Il Nikkei tocca un nuovo record mentre lo yen scende ai minimi dal 1986
La Borsa giapponese segna un nuovo record, mentre lo yen continua a scivolare verso un minimo del 1986. Cosa significa questa combinazione per gli investitori?

In breve
- Il Nikkei 225 è salito lunedì dell'1,55% fino a un massimo storico di 72.353,96 punti.
- Lo yen è sceso a 161,7 per dollaro, poco sotto il livello più basso dal 1986.
- Il Giappone ha speso fino a fine maggio 11,73 bilioni di yen per sostenere la valuta, senza un effetto duraturo.

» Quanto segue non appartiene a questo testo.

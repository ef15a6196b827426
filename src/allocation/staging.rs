use std::collections::VecDeque;
use std::time::Duration;

use tracing::{debug, warn};

use crate::error::{AllocationError, Result};

use super::circular::{AllocationId, CircularAllocationMemory};

/// A GPU fence signalled when the commands of a frame have completed.
pub trait GpuFence {
    /// Waits up to `timeout` for the fence. Returns `true` once signalled.
    fn wait(&self, timeout: Duration) -> bool;
}

/// Destination of a staged copy.
#[derive(Debug, Clone, Copy, PartialEq, Eq)]
pub struct CopyRegion {
    /// Caller-defined handle of the destination buffer.
    pub dst_buffer: u64,
    pub dst_offset: u64,
}

/// Staging space handed out for one upload.
#[derive(Debug, Clone, Copy, PartialEq, Eq)]
pub struct StagingAllocation {
    pub id: AllocationId,
    /// Offset of the writable range inside the staging buffer.
    pub offset: u64,
    pub size: u64,
    pub region: CopyRegion,
}

#[derive(Debug)]
struct InFlightFrame<F> {
    frame: u64,
    fence: F,
    allocations: Vec<AllocationId>,
}

/// Per-frame upload ring over a staging buffer.
///
/// Uploads recorded for a frame stay allocated until the fence submitted
/// with that frame signals, so the GPU never reads memory that has been
/// handed out again.
#[derive(Debug)]
pub struct StagingRing<F: GpuFence> {
    memory: CircularAllocationMemory<CopyRegion>,
    recording: Vec<StagingAllocation>,
    in_flight: VecDeque<InFlightFrame<F>>,
    frame: u64,
}

impl<F: GpuFence> StagingRing<F> {
    /// Creates a ring over a staging buffer of `size` bytes.
    #[must_use]
    pub fn new(size: u64) -> Self {
        Self {
            memory: CircularAllocationMemory::new(0, size),
            recording: Vec::new(),
            in_flight: VecDeque::new(),
            frame: 0,
        }
    }

    /// Reserves `num_bytes` of staging space for a copy into `region`.
    ///
    /// Returns `None` if the ring is full; reclaiming finished frames may
    /// make room.
    pub fn allocate(&mut self, num_bytes: u64, region: CopyRegion) -> Option<StagingAllocation> {
        let id = self.memory.alloc_internal(num_bytes, region)?;
        let offset = self.memory.address(id).ok()?;
        let allocation = StagingAllocation {
            id,
            offset,
            size: num_bytes,
            region,
        };
        self.recording.push(allocation);
        Some(allocation)
    }

    /// Copies recorded for the current frame, in allocation order.
    #[must_use]
    pub fn pending_copies(&self) -> &[StagingAllocation] {
        &self.recording
    }

    /// Closes the current frame; its staging space is kept until `fence`
    /// signals. Returns the number of the submitted frame.
    pub fn submit_frame(&mut self, fence: F) -> u64 {
        let frame = self.frame;
        self.frame += 1;
        let allocations = self.recording.drain(..).map(|a| a.id).collect();
        self.in_flight.push_back(InFlightFrame {
            frame,
            fence,
            allocations,
        });
        frame
    }

    /// Frees the staging space of every in-flight frame whose fence has
    /// already signalled, oldest first, without waiting.
    ///
    /// # Errors
    ///
    /// Returns an error if a tracked allocation was freed behind the ring's back.
    pub fn reclaim_signalled(&mut self) -> Result<usize> {
        let mut reclaimed = 0;
        while let Some(oldest) = self.in_flight.front() {
            if !oldest.fence.wait(Duration::ZERO) {
                break;
            }
            self.release_oldest()?;
            reclaimed += 1;
        }
        Ok(reclaimed)
    }

    /// Waits for every in-flight frame, oldest first, and frees its space.
    ///
    /// # Errors
    ///
    /// Returns [`AllocationError::ResourceTimeout`] if a fence does not
    /// signal within `timeout`. Frames before it are still reclaimed.
    pub fn reclaim(&mut self, timeout: Duration) -> Result<usize> {
        let mut reclaimed = 0;
        while let Some(oldest) = self.in_flight.front() {
            if !oldest.fence.wait(timeout) {
                warn!(frame = oldest.frame, ?timeout, "staging fence timed out");
                return Err(AllocationError::ResourceTimeout {
                    frame: oldest.frame,
                    timeout_ms: timeout.as_millis(),
                }
                .into());
            }
            self.release_oldest()?;
            reclaimed += 1;
        }
        Ok(reclaimed)
    }

    fn release_oldest(&mut self) -> Result<()> {
        let Some(frame) = self.in_flight.pop_front() else {
            return Ok(());
        };
        for id in frame.allocations {
            self.memory.free_internal(id)?;
        }
        debug!(
            frame = frame.frame,
            used_bytes = self.memory.used_bytes(),
            "reclaimed staging frame"
        );
        Ok(())
    }

    #[must_use]
    pub fn frames_in_flight(&self) -> usize {
        self.in_flight.len()
    }

    #[must_use]
    pub fn used_bytes(&self) -> u64 {
        self.memory.used_bytes()
    }
}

La Borsa giapponese ha vissuto lunedì una giornata notevole, con il Nikkei 225 che ha raggiunto un massimo storico di 72.353,96 punti. Questo rialzo dell'1,55% è stato spinto dall'ottimismo dopo i colloqui costruttivi tra gli Stati Uniti e l'Iran in Svizzera, con effetti positivi anche su altri mercati asiatici come Corea del Sud e Cina.
Record del Nikkei 225
Il Nikkei 225 ha toccato un massimo intraday di 72.831 punti, portando la capitalizzazione di mercato totale a crescere di circa 25,74 bilioni di yen ($156 miliardi (€136 miliardi)). Anche l'indice Topix è salito dell'1,24% fino a 4.095,05 punti. Questa crescita arriva dopo un periodo di forte performance del Nikkei, che già all'inizio dell'anno aveva superato la soglia dei 70.000 punti. Il rialzo è attribuito anche a un allentamento delle tensioni geopolitiche e a una rinnovata fiducia nelle società tecnologiche.
Lo yen si avvicina al livello più basso da quasi quarant'anni
Allo stesso tempo, lo yen giapponese continua il suo trend ribassista e lunedì ha toccato quota 161,7 yen per dollaro statunitense, poco sotto il minimo di 161,96 yen che non si vedeva dal 1986. Questa debolezza dello yen mette il Giappone sotto pressione per intervenire, soprattutto perché la valuta continua a scendere nonostante i pesanti interventi del governo giapponese e un irrigidimento della politica della Bank of Japan, che ha alzato i tassi all'1%.
Il governo giapponese ha speso fino a fine maggio una cifra record di 11,73 bilioni di yen ($73,4 miliardi (€64 miliardi)) per sostenere lo yen, ma questo non è ancora bastato a invertire la rotta. Inoltre, gli investimenti esteri in titoli giapponesi sono scesi di $75,6 miliardi (€65,9 miliardi) tra aprile e maggio, riflettendo la portata degli interventi sul mercato valutario.
Cosa significa per gli investitori europei
Per gli investitori europei, la situazione attuale in Giappone può indicare una dinamica interessante tra mercato azionario e mercato valutario. Il forte rialzo del Nikkei, combinato con uno yen debole, può avere effetti sugli investimenti internazionali e sul rischio di cambio. Inoltre, la situazione mette in evidenza quanto contino gli sviluppi geopolitici e le decisioni di politica monetaria nel determinare i movimenti di mercato, un tema che resta rilevante anche per i mercati finanziari europei.